Assigned task> Repeat the entries. Each one must match exactly.
########
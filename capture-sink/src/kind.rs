// SPDX-FileCopyrightText: 2025 2025 Contributors to the Media eXchange Layer project.
// SPDX-License-Identifier: Apache-2.0

//! The capability set that distinguishes an audio endpoint from a video one.
//!
//! [`crate::SinkEndpoint`] is written once against this trait; [`crate::Audio`]
//! and [`crate::Video`] supply the descriptor type, the acceptance rules, the
//! advertised formats and the buffer packaging.

use std::fmt;

use capture_format::{Guid, MediaType};

use crate::{IngestError, RejectReason, ingest::SampleTimes};

/// Media-kind specific behavior of a sink endpoint.
pub trait MediaKind: Send + 'static {
    /// Canonical format descriptor. `Default` is the empty descriptor.
    type Config: Clone + Default + PartialEq + fmt::Debug + fmt::Display + Send;

    /// The owned, timestamped buffer handed to the consumer. `Default` is an
    /// empty buffer that has never held a sample.
    type Buffer: Default + Send;

    /// Name of the endpoint's single input channel.
    const CHANNEL_NAME: &'static str;

    /// Major type GUID this kind accepts.
    const MAJOR_TYPE: Guid;

    /// Evaluates a proposal and, if it is acceptable, returns the descriptor
    /// to install as the actual configuration.
    fn check_media_type(media_type: &MediaType) -> Result<Self::Config, RejectReason>;

    /// Returns the preferred format at `index`, or `None` past the end of the
    /// list.
    fn media_type(index: usize, requested: &Self::Config) -> Option<MediaType>;

    /// Overwrites `buffer` with one delivered sample.
    fn fill_buffer(
        buffer: &mut Self::Buffer,
        actual: &Self::Config,
        times: SampleTimes,
        payload: &[u8],
    ) -> Result<(), IngestError>;

    /// Emits a debug record describing a freshly filled buffer.
    fn log_buffer(buffer: &Self::Buffer);
}

/// Replaces the contents of `dst` with `payload`, reusing its allocation.
pub(crate) fn copy_payload(dst: &mut Vec<u8>, payload: &[u8]) -> Result<(), IngestError> {
    dst.clear();
    dst.try_reserve_exact(payload.len())
        .map_err(|e| IngestError::BufferInitFailed(e.to_string()))?;
    dst.extend_from_slice(payload);
    Ok(())
}
// SPDX-FileCopyrightText: 2025 2025 Contributors to the Media eXchange Layer project.
// SPDX-License-Identifier: Apache-2.0

//! Four-character codes identifying pixel layouts.

use std::fmt;

use serde::{Deserialize, Serialize};

use crate::guid::{Guid, guid_from_code};

/// A four-character code packed little-endian into a `u32`, as stored in
/// `BITMAPINFOHEADER::biCompression`.
#[derive(Clone, Copy, Debug, Default, PartialEq, Eq, Hash, Serialize, Deserialize)]
#[serde(transparent)]
pub struct FourCc(pub u32);

impl FourCc {
    /// Planar YUV 4:2:0, Y plane followed by U then V.
    pub const I420: FourCc = FourCc::from_bytes(*b"I420");

    /// Packs four characters the way `MAKEFOURCC` does.
    pub const fn from_bytes(bytes: [u8; 4]) -> Self {
        FourCc(u32::from_le_bytes(bytes))
    }

    /// Returns the four characters in order.
    pub const fn to_bytes(self) -> [u8; 4] {
        self.0.to_le_bytes()
    }

    /// Returns the media subtype GUID derived from this code.
    pub const fn subtype(self) -> Guid {
        guid_from_code(self.0)
    }
}

impl fmt::Display for FourCc {
    fn fmt(&self, f: &mut fmt::Formatter<'_>) -> fmt::Result {
        let bytes = self.to_bytes();
        if bytes.iter().all(|b| b.is_ascii_graphic() || *b == b' ') {
            for b in bytes {
                write!(f, "{}", b as char)?;
            }
            Ok(())
        } else {
            write!(f, "0x{:08x}", self.0)
        }
    }
}

#[cfg(test)]
mod tests {
    use super::*;

    #[test]
    fn i420_matches_makefourcc() {
        let expected = (b'I' as u32) | (b'4' as u32) << 8 | (b'2' as u32) << 16 | (b'0' as u32) << 24;
        assert_eq!(FourCc::I420.0, expected);
        assert_eq!(FourCc::I420.to_string(), "I420");
    }

    #[test]
    fn non_printable_codes_render_as_hex() {
        assert_eq!(FourCc(0).to_string(), "0x00000000");
    }
}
########
Answer to the exercise>
filename capture-sink/src/kind.rs
// SPDX-FileCopyrightText: 2025 2025 Contributors to the Media eXchange Layer project.
// SPDX-License-Identifier: Apache-2.0

//! The capability set that distinguishes an audio endpoint from a video one.
//!
//! [`crate::SinkEndpoint`] is written once against this trait; [`crate::Audio`]
//! and [`crate::Video`] supply the descriptor type, the acceptance rules, the
//! advertised formats and the buffer packaging.

use std::fmt;

use capture_format::{Guid, MediaType};

use crate::{IngestError, RejectReason, ingest::SampleTimes};

/// Media-kind specific behavior of a sink endpoint.
pub trait MediaKind: Send + 'static {
    /// Canonical format descriptor. `Default` is the empty descriptor.
    type Config: Clone + Default + PartialEq + fmt::Debug + fmt::Display + Send;

    /// The owned, timestamped buffer handed to the consumer. `Default` is an
    /// empty buffer that has never held a sample.
    type Buffer: Default + Send;

    /// Name of the endpoint's single input channel.
    const CHANNEL_NAME: &'static str;

    /// Major type GUID this kind accepts.
    const MAJOR_TYPE: Guid;

    /// Evaluates a proposal and, if it is acceptable, returns the descriptor
    /// to install as the actual configuration.
    fn check_media_type(media_type: &MediaType) -> Result<Self::Config, RejectReason>;

    /// Returns the preferred format at `index`, or `None` past the end of the
    /// list.
    fn media_type(index: usize, requested: &Self::Config) -> Option<MediaType>;

    /// Overwrites `buffer` with one delivered sample.
    fn fill_buffer(
        buffer: &mut Self::Buffer,
        actual: &Self::Config,
        times: SampleTimes,
        payload: &[u8],
    ) -> Result<(), IngestError>;

    /// Emits a debug record describing a freshly filled buffer.
    fn log_buffer(buffer: &Self::Buffer);
}

/// Replaces the contents of `dst` with `payload`, reusing its allocation.
pub(crate) fn copy_payload(dst: &mut Vec<u8>, payload: &[u8]) -> Result<(), IngestError> {
    dst.clear();
    dst.try_reserve_exact(payload.len())
        .map_err(|e| IngestError::BufferInitFailed(e.to_string()))?;
    dst.extend_from_slice(payload);
    Ok(())
}
// SPDX-FileCopyrightText: 2025 2025 Contributors to the Media eXchange Layer project.
// SPDX-License-Identifier: Apache-2.0

//! Four-character codes identifying pixel layouts.

use std::fmt;

use serde::{Deserialize, Serialize};

use crate::guid::{Guid, guid_from_code};

/// A four-character code packed little-endian into a `u32`, as stored in
/// `BITMAPINFOHEADER::biCompression`.
#[derive(Clone, Copy, Debug, Default, PartialEq, Eq, Hash, Serialize, Deserialize)]
#[serde(transparent)]
pub struct FourCc(pub u32);

impl FourCc {
    /// Planar YUV 4:2:0, Y plane followed by U then V.
    pub const I420: FourCc = FourCc::from_bytes(*b"I420");

    /// Packs four characters the way `MAKEFOURCC` does.
    pub const fn from_bytes(bytes: [u8; 4]) -> Self {
        FourCc(u32::from_le_bytes(bytes))
    }

    /// Returns the four characters in order.
    pub const fn to_bytes(self) -> [u8; 4] {
        self.0.to_le_bytes()
    }

    /// Returns the media subtype GUID derived from this code.
    pub const fn subtype(self) -> Guid {
        guid_from_code(self.0)
    }
}

impl fmt::Display for FourCc {
    fn fmt(&self, f: &mut fmt::Formatter<'_>) -> fmt::Result {
        let bytes = self.to_bytes();
        if bytes.iter().all(|b| b.is_ascii_graphic() || *b == b' ') {
            for b in bytes {
                write!(f, "{}", b as char)?;
            }
            Ok(())
        } else {
            write!(f, "0x{:08x}", self.0)
        }
    }
}

#[cfg(test)]
mod tests {
    use super::*;

    #[test]
    fn i420_matches_makefourcc() {
        let expected = (b'I' as u32) | (b'4' as u32) << 8 | (b'2' as u32) << 16 | (b'0' as u32) << 24;
        assert_eq!(FourCc::I420.0, expected);
        assert_eq!(FourCc::I420.to_string(), "I420");
    }

    #[test]
    fn non_printable_codes_render_as_hex() {
        assert_eq!(FourCc(0).to_string(), "0x00000000");
    }
}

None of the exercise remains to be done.